:: Exercise inputs

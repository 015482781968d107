//! Galaxy generator: maps a declarative parameter set to a flat point cloud.
//!
//! # Invariants
//! - Generation is pure with respect to its inputs: the same parameters and
//!   the same seeded random source give bit-identical buffers.
//! - `positions.len() == colors.len() == 3 * count` for every cloud produced.
//! - Failure is all-or-nothing; no partially filled cloud escapes.

pub mod cloud;
pub mod config;
pub mod generator;
pub mod params;
pub mod random;

pub use cloud::{Bounds, PointCloud};
pub use generator::{GenerateError, branch_angle, generate, generate_cancellable};
pub use params::{GalaxyParameters, Geometry};
pub use random::{RandomSource, RngSource, SplitMix64};
//! Vector math shared by the generator and the render boundary.
//!
//! # Invariants
//! - Every operation is pure: inputs are taken by value and never retained.
//! - Axes are directions only; magnitude is normalized away before use.
//! - A zero-length vector is an error, never a silent NaN.

mod rotation;
mod vector;

pub use rotation::{AxisRotation, rotate_around_axis};
pub use vector::{MathError, normalize};

pub use glam::DVec3;
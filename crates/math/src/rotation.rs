use glam::{DMat3, DVec3};

use crate::vector::{MathError, normalize};

/// Rotation by a signed angle around an axis through the origin.
///
/// The matrix is the explicit form of Rodrigues' rotation formula. Positive
/// angles follow the right-hand rule around the axis direction. Build once
/// and [`apply`](Self::apply) to many points.
#[derive(Debug, Clone, Copy, PartialEq)]
pub struct AxisRotation {
    axis: DVec3,
    angle: f64,
    matrix: DMat3,
}

impl AxisRotation {
    /// Fails with [`MathError::InvalidAxis`] when `axis` has zero (or
    /// non-finite) length. `angle` is in radians and is not wrapped.
    pub fn new(axis: DVec3, angle: f64) -> Result<Self, MathError> {
        let v = normalize(axis).map_err(|_| MathError::InvalidAxis)?;
        let (s, c) = angle.sin_cos();
        let t = 1.0 - c;

        let row_x = DVec3::new(
            v.x * v.x * t + c,
            v.x * v.y * t - v.z * s,
            v.x * v.z * t + v.y * s,
        );
        let row_y = DVec3::new(
            v.y * v.x * t + v.z * s,
            v.y * v.y * t + c,
            v.y * v.z * t - v.x * s,
        );
        let row_z = DVec3::new(
            v.x * v.z * t - v.y * s,
            v.y * v.z * t + v.x * s,
            v.z * v.z * t + c,
        );

        Ok(Self {
            axis: v,
            angle,
            matrix: DMat3::from_cols(row_x, row_y, row_z).transpose(),
        })
    }

    /// Unit axis direction.
    pub fn axis(&self) -> DVec3 {
        self.axis
    }

    pub fn angle(&self) -> f64 {
        self.angle
    }

    pub fn matrix(&self) -> DMat3 {
        self.matrix
    }

    /// The rotation by the opposite angle around the same axis.
    pub fn inverse(&self) -> Self {
        Self {
            axis: self.axis,
            angle: -self.angle,
            matrix: self.matrix.transpose(),
        }
    }

    pub fn apply(&self, point: DVec3) -> DVec3 {
        self.matrix * point
    }
}

/// Image of `point` under rotation by `angle` radians around `axis`.
///
/// `axis` need not be unit length. Fails with [`MathError::InvalidAxis`]
/// when it is the zero vector.
pub fn rotate_around_axis(point: DVec3, axis: DVec3, angle: f64) -> Result<DVec3, MathError> {
    Ok(AxisRotation::new(axis, angle)?.apply(point))
}
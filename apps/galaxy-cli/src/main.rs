use std::fs::File;
use std::io::BufWriter;
use std::path::PathBuf;

use anyhow::Context;
use clap::{Parser, Subcommand};
use galaxy_gen::config::{self, PRESET_NAMES};
use galaxy_gen::{GalaxyParameters, PointCloud, RngSource, SplitMix64, generate};
use galaxy_math::{DVec3, normalize, rotate_around_axis};
use galaxy_render::{
    CloudSlot, DebugTextRenderer, MemoryBackend, PointMaterial, RenderView, Renderer,
};
use serde::Serialize;
use tracing_subscriber::EnvFilter;

#[derive(Parser)]
#[command(name = "galaxy-cli", about = "Procedural galaxy point-cloud generator")]
struct Cli {
    /// Enable verbose logging
    #[arg(short, long)]
    verbose: bool,

    #[command(subcommand)]
    command: Commands,
}

#[derive(Subcommand)]
enum Commands {
    /// Print version and available presets
    Info,
    /// Print preset parameters as YAML
    Presets {
        /// Only show this preset
        name: Option<String>,
    },
    /// Generate a point cloud and print a summary
    Generate {
        /// Named preset to start from
        #[arg(short, long, default_value = "spiral", conflicts_with = "config")]
        preset: String,
        /// YAML or JSON parameter file to start from
        #[arg(short, long)]
        config: Option<PathBuf>,
        /// Override the point count
        #[arg(short = 'n', long)]
        count: Option<usize>,
        /// RNG seed; omit for a fresh random galaxy
        #[arg(short, long)]
        seed: Option<u64>,
        /// Tilt the result around this axis, e.g. 1,0,0
        #[arg(long, value_parser = parse_vec3, allow_hyphen_values = true, requires = "tilt_angle")]
        tilt_axis: Option<DVec3>,
        /// Tilt angle in radians
        #[arg(long, allow_negative_numbers = true, requires = "tilt_axis")]
        tilt_angle: Option<f64>,
        /// Write the cloud as JSON to this path
        #[arg(short, long)]
        output: Option<PathBuf>,
        /// Number of points to list in the summary
        #[arg(long, default_value = "5")]
        preview: usize,
    },
    /// Rotate a point around an axis through the origin
    Rotate {
        /// Point as x,y,z
        #[arg(long, value_parser = parse_vec3, allow_hyphen_values = true)]
        point: DVec3,
        /// Axis direction as x,y,z (any non-zero length)
        #[arg(long, value_parser = parse_vec3, allow_hyphen_values = true)]
        axis: DVec3,
        /// Angle in radians, right-hand rule
        #[arg(long, allow_negative_numbers = true)]
        angle: f64,
    },
    /// Scale a vector to unit length
    Normalize {
        /// Vector as x,y,z
        #[arg(long, value_parser = parse_vec3, allow_hyphen_values = true)]
        vector: DVec3,
    },
}

/// On-disk form of a generated cloud.
#[derive(Serialize)]
struct CloudFile<'a> {
    parameters: &'a GalaxyParameters,
    seed: Option<u64>,
    fingerprint: String,
    #[serde(flatten)]
    cloud: &'a PointCloud,
}

fn parse_vec3(s: &str) -> Result<DVec3, String> {
    let parts: Vec<&str> = s.split(',').map(str::trim).collect();
    if parts.len() != 3 {
        return Err(format!("expected x,y,z but got {s:?}"));
    }
    let mut v = [0.0; 3];
    for (slot, part) in v.iter_mut().zip(&parts) {
        *slot = part
            .parse::<f64>()
            .map_err(|e| format!("invalid component {part:?}: {e}"))?;
    }
    Ok(DVec3::from_array(v))
}

fn main() -> anyhow::Result<()> {
    let cli = Cli::parse();

    let filter = if cli.verbose { "debug" } else { "info" };
    tracing_subscriber::fmt()
        .with_env_filter(EnvFilter::new(filter))
        .init();

    match cli.command {
        Commands::Info => {
            println!("galaxy-cli v{}", env!("CARGO_PKG_VERSION"));
            println!("render: {}", galaxy_render::crate_info());
            println!("presets: {}", PRESET_NAMES.join(", "));
        }
        Commands::Presets { name } => {
            let names: Vec<&str> = match &name {
                Some(n) => vec![n.as_str()],
                None => PRESET_NAMES.to_vec(),
            };
            for n in names {
                let params = config::preset(n)?;
                println!("# {n}");
                print!("{}", config::to_yaml(&params)?);
            }
        }
        Commands::Generate {
            preset,
            config: config_path,
            count,
            seed,
            tilt_axis,
            tilt_angle,
            output,
            preview,
        } => {
            let mut params = match &config_path {
                Some(path) => config::load(path)
                    .with_context(|| format!("loading {}", path.display()))?,
                None => config::preset(&preset)?,
            };
            if let Some(count) = count {
                params = params.with_count(count);
            }

            let mut cloud = match seed {
                Some(seed) => generate(params, &mut SplitMix64::new(seed))?,
                None => generate(params, &mut RngSource::from_entropy())?,
            };
            if let (Some(axis), Some(angle)) = (tilt_axis, tilt_angle) {
                cloud = cloud.rotated_around_axis(axis, angle)?;
            }

            let fingerprint = cloud.fingerprint();
            let view = match cloud.bounds() {
                Some(b) => RenderView::framing(b.max.abs().max(b.min.abs()).length(), 75.0),
                None => RenderView::default(),
            };
            print!(
                "{}",
                DebugTextRenderer::with_preview(preview).render(&cloud, &view)
            );
            println!("Mode: {}", params.geometry.name());
            match seed {
                Some(seed) => println!("Seed: {seed}"),
                None => println!("Seed: (entropy)"),
            }
            println!("Fingerprint: {fingerprint}");

            let mut slot = CloudSlot::new(MemoryBackend::new());
            slot.replace(&cloud, &PointMaterial::with_size(params.size))?;
            println!("Vertex buffer: {} bytes", slot.backend().live_bytes());

            if let Some(path) = output {
                let file = File::create(&path)
                    .with_context(|| format!("creating {}", path.display()))?;
                let doc = CloudFile {
                    parameters: &params,
                    seed,
                    fingerprint,
                    cloud: &cloud,
                };
                serde_json::to_writer(BufWriter::new(file), &doc)?;
                tracing::info!(path = %path.display(), points = cloud.len(), "cloud written");
            }
        }
        Commands::Rotate { point, axis, angle } => {
            let p = rotate_around_axis(point, axis, angle)?;
            println!("{:.12}, {:.12}, {:.12}", p.x, p.y, p.z);
        }
        Commands::Normalize { vector } => {
            let v = normalize(vector)?;
            println!("{:.12}, {:.12}, {:.12}", v.x, v.y, v.z);
        }
    }

    Ok(())
}
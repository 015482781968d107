use glam::DVec3;

/// Errors from vector operations.
#[derive(Debug, Clone, Copy, PartialEq, Eq, thiserror::Error)]
pub enum MathError {
    #[error("cannot normalize a zero-length or non-finite vector")]
    InvalidVector,
    #[error("rotation axis must be a non-zero finite vector")]
    InvalidAxis,
}

/// Scale `v` to unit length.
///
/// The norm is the Euclidean length computed with `hypot`, which avoids
/// intermediate overflow for large components. Fails with
/// [`MathError::InvalidVector`] when the norm is zero or not finite.
pub fn normalize(v: DVec3) -> Result<DVec3, MathError> {
    let norm = v.x.hypot(v.y).hypot(v.z);
    if norm == 0.0 || !norm.is_finite() {
        return Err(MathError::InvalidVector);
    }
    Ok(DVec3::new(v.x / norm, v.y / norm, v.z / norm))
}
//! Route construction: one file in, one immutable `Route` out.
//!
//! A route bundles everything a request for its path will ever need: the
//! plain body, the precompressed variants, and the precomputed header
//! values. Nothing about a route mutates after construction; the dev
//! refresher replaces whole routes instead of editing them.

use crate::compress::{self, Encoding, Levels, MIN_COMPRESS_SIZE};
use crate::template::TemplateContext;
use crate::utils::{date::DateTimeUtc, hash::StableHasher};
use crate::{debug, log, mime};
use std::path::{Path, PathBuf};
use std::sync::Arc;
use std::time::{SystemTime, UNIX_EPOCH};

/// The body variants of one route.
///
/// `plain` is authoritative (post-templating); the compressed buffers are
/// present only for compressible MIME types and each decompresses back to
/// `plain` exactly. Every buffer is independently shareable by reference.
#[derive(Debug, Clone)]
pub struct Content {
    pub plain: Arc<[u8]>,
    pub gzip: Option<Arc<[u8]>>,
    pub brotli: Option<Arc<[u8]>>,
    pub zstd: Option<Arc<[u8]>>,
}

impl Content {
    /// The buffer for a coding, if this route carries it.
    pub fn variant(&self, encoding: Encoding) -> Option<&Arc<[u8]>> {
        match encoding {
            Encoding::Identity => Some(&self.plain),
            Encoding::Gzip => self.gzip.as_ref(),
            Encoding::Brotli => self.brotli.as_ref(),
            Encoding::Zstd => self.zstd.as_ref(),
        }
    }
}

/// Precomputed header values for one route.
///
/// Computed once at build time; the dispatcher attaches them without any
/// per-request formatting.
#[derive(Debug, Clone)]
pub struct Headers {
    pub content_type: &'static str,
    pub etag: Box<str>,
    pub last_modified: Box<str>,
    pub cache_control: &'static str,
}

/// An immutable bundle of content variants and headers for one URL path.
#[derive(Debug)]
pub struct Route {
    /// Filesystem path the route was built from (dev refresh re-reads it)
    pub source: PathBuf,
    /// File mtime at build time
    pub mtime: SystemTime,
    pub content: Content,
    pub headers: Headers,
}

/// Build a route from a file's bytes.
///
/// Applies the file-type policy: HTML is templated (falling back to the
/// raw bytes if rendering fails), compressible types get gzip/brotli/zstd
/// variants, and headers are precomputed from the MIME type and mtime.
/// Safe to call concurrently for different files.
pub fn build(
    source: &Path,
    bytes: Vec<u8>,
    mtime: SystemTime,
    templates: &TemplateContext,
    levels: Levels,
) -> Route {
    let mime = mime::from_path(source);
    let name = source.display().to_string();

    let plain = if mime::is_templateable(mime) {
        match templates.render(&name, &bytes) {
            Ok(rendered) => rendered,
            Err(e) => {
                log!("error"; "{e:#}; serving untemplated content");
                bytes
            }
        }
    } else {
        bytes
    };

    let (gzip, brotli, zstd) = if mime::is_compressible(mime) && plain.len() >= MIN_COMPRESS_SIZE {
        compress::compress_all(&name, &plain, levels)
    } else {
        debug!("routes"; "{name}: skipping compression ({mime}, {} bytes)", plain.len());
        (None, None, None)
    };

    Route {
        source: source.to_path_buf(),
        mtime,
        content: Content {
            plain: plain.into(),
            gzip: gzip.map(Into::into),
            brotli: brotli.map(Into::into),
            zstd: zstd.map(Into::into),
        },
        headers: Headers {
            content_type: mime,
            etag: strong_etag(source, mtime).into(),
            last_modified: DateTimeUtc::from_system_time(mtime).to_rfc2822().into(),
            cache_control: mime::cache_control(mime),
        },
    }
}

/// Strong ETag: quoted 32-hex-character blake3 digest of (path, mtime).
///
/// Deterministic across restarts for unchanged files, so clients keep
/// their cache hits through a redeploy.
fn strong_etag(source: &Path, mtime: SystemTime) -> String {
    let nanos = mtime
        .duration_since(UNIX_EPOCH)
        .map(|d| d.as_nanos())
        .unwrap_or(0);
    let digest = StableHasher::new()
        .update_str(&source.to_string_lossy())
        .update_u128(nanos)
        .finish_hex();
    format!("\"{}\"", &digest[..32])
}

::::

(Exercise directions)
Scan the data above, find each line with "PointCloud", and copy it.

(Solved exercise)
pub use cloud::{Bounds, PointCloud};
use galaxy_gen::{GalaxyParameters, PointCloud, RngSource, SplitMix64, generate};
    cloud: &'a PointCloud,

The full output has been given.